Women with more than one fetus, and women with molar pregnancies are more disposed to develop preeclampsia, suggesting that placental tissue, rather than the fetus itself, causes the disease. As early as 1939, Page thought the placenta contributed to the pathology of preeclampsia.¹⁰ He observed infarcts, sclerotic vessels, and thrombosis in the placentas he studied from hydatid moles. He even ground up placental tissue to inject into dogs, where a marked pressor effect was seen. Many years later, and with a better understanding of the vascular endothelium, it seems that Page was correct: Abnormal placentation is part of the etiology of preeclampsia. In a normal placenta, extravillous cytotrophoblasts invade the decidua and the maternal spiral arterioles, replacing both the endothelium and the muscular tunica media. This process, which begins in the first trimester, converts the spiral arterioles into large capacitance, low resistance vessels, and is thought to be complete by 18 to 20 weeks. This transformation is necessary to allow the large blood flow needed to support the fetal placental unit. In the preeclamptic placenta, this invasion by cytotrophoblasts is shallow and leads to reduced perfusion. Underperfusion of the placenta, and subsequent ischemia, appear to cause the generalized vascular and endothelial changes of preeclampsia. Curiously, the maternal manifestations of the disease usually present in the third trimester, well after the abnormal placentation occurs. Therefore preeclampsia is a two-stage disease. This raises further questions: Is the maternal response to the placenta immune-mediated, or a result of inflammation due to the release of vasogenic factors by the ischemic placenta? Even more curious is the fact that a placenta can be ischemic and the growth of the fetus retarded, without any manifestations of preeclampsia. There must be an interaction between the ischemic placenta and the maternal vascular and immune system to produce the widespread changes seen in the brain, kidney, liver, and vasculature of preeclamptic women.

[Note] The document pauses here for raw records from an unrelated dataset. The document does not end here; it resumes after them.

use serde::Deserialize;
use std::collections::BTreeMap;
use std::fmt::Write;
use std::path::{Path, PathBuf};
use std::{env, fs};

const WIKI_CASES_PATH: &str = "tests/wiki_cases/";
const CASES_WRITE: &str = "tests/integ_test_cases.rs";

fn main() -> Result<(), String> {
    println!("cargo::rerun-if-changed={WIKI_CASES_PATH}");
    let out_dir = env::var("OUT_DIR").map_err(|e| e.to_string())?;

    let generated = generate_integ_test_cases()?;

    let out_path = Path::new(&out_dir).join(CASES_WRITE);
    if let Some(parent) = out_path.parent() {
        fs::create_dir_all(parent).map_err(|e| format!("mkdirs on {}: {e}", parent.display()))?;
    }
    fs::write(&out_path, generated).map_err(|e| format!("writing to {}: {e}", out_path.display()))
}

/// One `tests/wiki_cases/*.toml` file: a wiki document, and the outputs expected from various command lines.
#[derive(Deserialize)]
struct CaseFile {
    given: Given,
    expect: BTreeMap<String, Expect>,
}

#[derive(Deserialize)]
struct Given {
    /// What the case reads from stdin.
    wiki: String,
    /// Files the case can read by path.
    #[serde(default)]
    files: BTreeMap<String, String>,
}

#[derive(Deserialize)]
struct Expect {
    cli_args: Vec<String>,
    output: String,
    #[serde(default)]
    output_json: bool,
    #[serde(default = "succeeds")]
    expect_success: bool,
    #[serde(default)]
    output_err: String,
    /// If set, the reason this case is ignored.
    ignore: Option<String>,
}

fn succeeds() -> bool {
    true
}

fn generate_integ_test_cases() -> Result<String, String> {
    let mut paths = fs::read_dir(WIKI_CASES_PATH)
        .map_err(|e| format!("{WIKI_CASES_PATH}: {e}"))?
        .map(|entry| entry.map(|entry| entry.path()))
        .collect::<Result<Vec<PathBuf>, _>>()
        .map_err(|e| format!("{WIKI_CASES_PATH}: {e}"))?;
    paths.sort();

    let mut out = String::with_capacity(4096);
    for path in paths {
        let display = path.display().to_string();
        if !path.is_file() {
            return Err(format!("{display}: not a regular file"));
        }
        let mod_name = path
            .file_stem()
            .map(|stem| stem.to_string_lossy().to_string())
            .ok_or_else(|| format!("{display}: no file stem"))?;
        let contents = fs::read_to_string(&path).map_err(|e| format!("{display}: {e}"))?;
        let case_file: CaseFile = toml::from_str(&contents).map_err(|e| format!("{display}: {e}"))?;
        write_case_module(&mut out, &mod_name, &case_file).map_err(|e| format!("{display}: {e}"))?;
    }
    Ok(out)
}

fn write_case_module(out: &mut String, mod_name: &str, case_file: &CaseFile) -> std::fmt::Result {
    writeln!(out, "mod {mod_name} {{")?;
    writeln!(out, "    use super::*;")?;
    writeln!(out)?;
    // Debug-formatted literals throughout, since outputs often start or end with significant whitespace.
    writeln!(out, "    const WIKI: &str = {:?};", case_file.given.wiki)?;
    writeln!(out, "    const FILES: [(&str, &str); {}] = [", case_file.given.files.len())?;
    for (name, contents) in &case_file.given.files {
        writeln!(out, "        ({name:?}, {contents:?}),")?;
    }
    writeln!(out, "    ];")?;

    for (case_name, expect) in &case_file.expect {
        writeln!(out)?;
        if let Some(reason) = &expect.ignore {
            writeln!(out, "    #[ignore = {reason:?}]")?;
        }
        writeln!(out, "    #[test]")?;
        writeln!(out, "    fn {}() {{", fn_name(case_name))?;
        writeln!(out, "        Case {{")?;
        writeln!(out, "            cli_args: {:?},", expect.cli_args)?;
        writeln!(out, "            expect_output_json: {},", expect.output_json)?;
        writeln!(out, "            expect_output: {:?},", expect.output)?;
        writeln!(out, "            expect_error: {:?},", expect.output_err)?;
        writeln!(out, "            expect_success: {},", expect.expect_success)?;
        writeln!(out, "            wiki: WIKI,")?;
        writeln!(out, "            files: &FILES,")?;
        writeln!(out, "        }}")?;
        writeln!(out, "        .check();")?;
        writeln!(out, "    }}")?;
    }
    writeln!(out, "}}")?;
    writeln!(out)
}

/// `"gfm falls back to html"` becomes `gfm_falls_back_to_html`.
fn fn_name(case_name: &str) -> String {
    case_name
        .replace(|ch: char| !(ch.is_alphanumeric() || ch.is_whitespace()), "")
        .split_whitespace()
        .collect::<Vec<_>>()
        .join("_")
}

Any medical online search will reveal a host of studies that find markers of endothelial cell injury circulating in preeclamptics. Many investigators have sought to find one that might be a reliable predictive marker, but thus far, no one marker has fit the bill. Ischemic tissue produces a host of free radicals and factors, both inflammatory and vasogenic. Increased lipid peroxidation has been shown in the placentas of preeclamptic women in a number of studies, and may be associated with elevated diastolic BP.¹¹ Superoxide dismutase and glutathione—potent, free radical scavengers—have been found in below-normal levels in preeclamptic placentas, presumably because of consumption in ongoing peroxidation. It is this evidence that has spurred interest in antioxidants as preventive treatment, as will be discussed. Tumor necrosis factor α (TNF-α), plasminogen activator, von Willebrand factor, fibronectin, and a host of vascular endothelial growth factors (VEGFs) have been found circulating in preeclamptics—but again, no one is clearly implicated as responsible for the disease.

A reliable marker would allow both prediction and possible prevention or early treatment of the disease. Levine and Karumanchi have reviewed and studied the leading angiogenic factors implicated in preeclampsia.¹² Attention is focused on VEGF, placental growth factor
(PlGF), and soluble fms-like tyrosine kinase 1 (sFlt-1). VEGF and PlGF both promote angiogenesis; sFlt-1, which is antiangiogenic, binds both VEGF and PlGF and prevents their interaction with endothelial cell receptors, producing endothelial dysfunction. sFlt-1 has been found in both the placentas and blood of preeclamptic women, and is increased 5 weeks before the onset of preeclampsia. Circulating PlGF is reduced in preeclampsia, probably because the increased concentrations of sFlt-1 have bound it, further contributing to placental and endothelial dysfunction. Circulating VEGF is found to be decreased, as one would expect if “mopped up” by sFlt-1 in some studies but not in others. PlGF can also be found in urine; this, too, has been studied as a possible marker. Buhimschi et al. have studied sFlt-1 and PlGF in urine and showed an increase in sFlt-1 and a decrease in PlGF.¹³ They also demonstrated a urinary ratio of the two that may be useful as a marker for preeclampsia. However, yet another study by Powers et al. found that circulating PlGF is not increased in all women with preeclampsia.¹⁴

Traditionally, increased thromboxane and decreased prostacyclin were thought to be major contributors to the clinical picture, and many textbooks show a “seesaw” imbalance of the two, as described by Walsh in 1985.¹⁵ Thromboxane, a potent vasoconstrictor has been found to be increased in preeclamptics in some studies, but Sibai’s group, during their low-dose aspirin study, found that reducing thromboxane levels did not prevent or lessen the severity of preeclampsia.⁶ Nitric oxide, another potent vasodilator, has been studied with difficulty because of its evanescence, and again there is no firm conclusion. A number of other circulatory and urinary factors, such as β-natriuretic peptide and homocysteine, are under observation, but it may be years yet before a reliable marker is discovered, and thus far sFlt-1, PlGF, and VEGF seem promising.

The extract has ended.